Provided material —
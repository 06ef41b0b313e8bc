mod play;

use std::time::Duration;

use anyhow::{bail, Context};
use clap::{Args, Parser, Subcommand};
use rand::{rngs::StdRng, SeedableRng};

use fifteen_puzzle::{Grid, Solver, SolverConfig};

#[derive(Debug, Parser)]
#[command(name = "fifteen-puzzle", about = "Play and solve the 4x4 sliding-tile puzzle")]
struct Cli {
    #[command(subcommand)]
    command: Command,
}

#[derive(Debug, Subcommand)]
enum Command {
    /// Solve a scrambled (or given) grid and print every step
    Solve {
        #[command(flatten)]
        start: StartArgs,

        /// Stop after expanding this many nodes
        #[arg(long)]
        max_expanded: Option<usize>,

        /// Stop after this many milliseconds
        #[arg(long)]
        time_budget_ms: Option<u64>,
    },
    /// Play interactively in the terminal
    Play {
        /// Seed for the scramble (random when omitted)
        #[arg(long)]
        seed: Option<u64>,

        /// Delay between replayed solver moves
        #[arg(long, default_value_t = 200)]
        delay_ms: u64,
    },
    /// Report whether an arrangement is solved and solvable
    Check {
        /// Tiles in row-major order, comma separated, 16 for the blank
        #[arg(long)]
        tiles: String,
    },
}

#[derive(Debug, Args)]
struct StartArgs {
    /// Tiles in row-major order, comma separated, 16 for the blank
    #[arg(long, conflicts_with = "seed")]
    tiles: Option<String>,

    /// Seed for the scramble (random when omitted)
    #[arg(long)]
    seed: Option<u64>,
}

fn parse_tiles(s: &str) -> anyhow::Result<Grid> {
    let numbers = s
        .split(',')
        .map(|x| x.trim().parse::<u8>())
        .collect::<Result<Vec<_>, _>>()
        .with_context(|| format!("invalid tile list '{s}'"))?;
    Grid::from_numbers(&numbers).with_context(|| format!("invalid grid '{s}'"))
}

fn scrambled(seed: Option<u64>) -> Grid {
    let mut grid = Grid::new();
    match seed {
        Some(seed) => grid.scramble_with(&mut StdRng::seed_from_u64(seed)),
        None => grid.scramble(),
    }
    grid
}

fn main() -> anyhow::Result<()> {
    env_logger::init();
    let cli = Cli::parse();

    match cli.command {
        Command::Solve {
            start,
            max_expanded,
            time_budget_ms,
        } => {
            let mut puzzle = match start.tiles {
                Some(tiles) => parse_tiles(&tiles)?,
                None => scrambled(start.seed),
            };
            if !puzzle.is_solvable() {
                bail!("puzzle is not solvable:\n{puzzle}");
            }

            let config = SolverConfig {
                max_expanded,
                time_budget: time_budget_ms.map(Duration::from_millis),
            };

            println!("Shuffled Puzzle:\n{}", puzzle);
            let output = Solver::new(config)
                .search(&puzzle)
                .context("solver failed")?;
            println!(
                "Found solution with {} moves after expanding {} nodes",
                output.moves.len(),
                output.expanded
            );

            for item in output.moves {
                puzzle.apply_move(item);
                println!("{} ({})\n{}", item, item.arrow_key(), puzzle);
            }
        }
        Command::Play { seed, delay_ms } => {
            play::run(scrambled(seed), Duration::from_millis(delay_ms))
                .context("terminal session failed")?;
        }
        Command::Check { tiles } => {
            let grid = parse_tiles(&tiles)?;
            println!("{grid}");
            println!("solved:   {}", grid.is_solved());
            println!("solvable: {}", grid.is_solvable());
        }
    }

    Ok(())
}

Work instruction — The complete listing is to be repeated word for word.

Result of this exercise —
repository 06ef41b0b313e8bc
mod play;

use std::time::Duration;

use anyhow::{bail, Context};
use clap::{Args, Parser, Subcommand};
use rand::{rngs::StdRng, SeedableRng};

use fifteen_puzzle::{Grid, Solver, SolverConfig};

#[derive(Debug, Parser)]
#[command(name = "fifteen-puzzle", about = "Play and solve the 4x4 sliding-tile puzzle")]
struct Cli {
    #[command(subcommand)]
    command: Command,
}

#[derive(Debug, Subcommand)]
enum Command {
    /// Solve a scrambled (or given) grid and print every step
    Solve {
        #[command(flatten)]
        start: StartArgs,

        /// Stop after expanding this many nodes
        #[arg(long)]
        max_expanded: Option<usize>,

        /// Stop after this many milliseconds
        #[arg(long)]
        time_budget_ms: Option<u64>,
    },
    /// Play interactively in the terminal
    Play {
        /// Seed for the scramble (random when omitted)
        #[arg(long)]
        seed: Option<u64>,

        /// Delay between replayed solver moves
        #[arg(long, default_value_t = 200)]
        delay_ms: u64,
    },
    /// Report whether an arrangement is solved and solvable
    Check {
        /// Tiles in row-major order, comma separated, 16 for the blank
        #[arg(long)]
        tiles: String,
    },
}

#[derive(Debug, Args)]
struct StartArgs {
    /// Tiles in row-major order, comma separated, 16 for the blank
    #[arg(long, conflicts_with = "seed")]
    tiles: Option<String>,

    /// Seed for the scramble (random when omitted)
    #[arg(long)]
    seed: Option<u64>,
}

fn parse_tiles(s: &str) -> anyhow::Result<Grid> {
    let numbers = s
        .split(',')
        .map(|x| x.trim().parse::<u8>())
        .collect::<Result<Vec<_>, _>>()
        .with_context(|| format!("invalid tile list '{s}'"))?;
    Grid::from_numbers(&numbers).with_context(|| format!("invalid grid '{s}'"))
}

fn scrambled(seed: Option<u64>) -> Grid {
    let mut grid = Grid::new();
    match seed {
        Some(seed) => grid.scramble_with(&mut StdRng::seed_from_u64(seed)),
        None => grid.scramble(),
    }
    grid
}

fn main() -> anyhow::Result<()> {
    env_logger::init();
    let cli = Cli::parse();

    match cli.command {
        Command::Solve {
            start,
            max_expanded,
            time_budget_ms,
        } => {
            let mut puzzle = match start.tiles {
                Some(tiles) => parse_tiles(&tiles)?,
                None => scrambled(start.seed),
            };
            if !puzzle.is_solvable() {
                bail!("puzzle is not solvable:\n{puzzle}");
            }

            let config = SolverConfig {
                max_expanded,
                time_budget: time_budget_ms.map(Duration::from_millis),
            };

            println!("Shuffled Puzzle:\n{}", puzzle);
            let output = Solver::new(config)
                .search(&puzzle)
                .context("solver failed")?;
            println!(
                "Found solution with {} moves after expanding {} nodes",
                output.moves.len(),
                output.expanded
            );

            for item in output.moves {
                puzzle.apply_move(item);
                println!("{} ({})\n{}", item, item.arrow_key(), puzzle);
            }
        }
        Command::Play { seed, delay_ms } => {
            play::run(scrambled(seed), Duration::from_millis(delay_ms))
                .context("terminal session failed")?;
        }
        Command::Check { tiles } => {
            let grid = parse_tiles(&tiles)?;
            println!("{grid}");
            println!("solved:   {}", grid.is_solved());
            println!("solvable: {}", grid.is_solvable());
        }
    }

    Ok(())
}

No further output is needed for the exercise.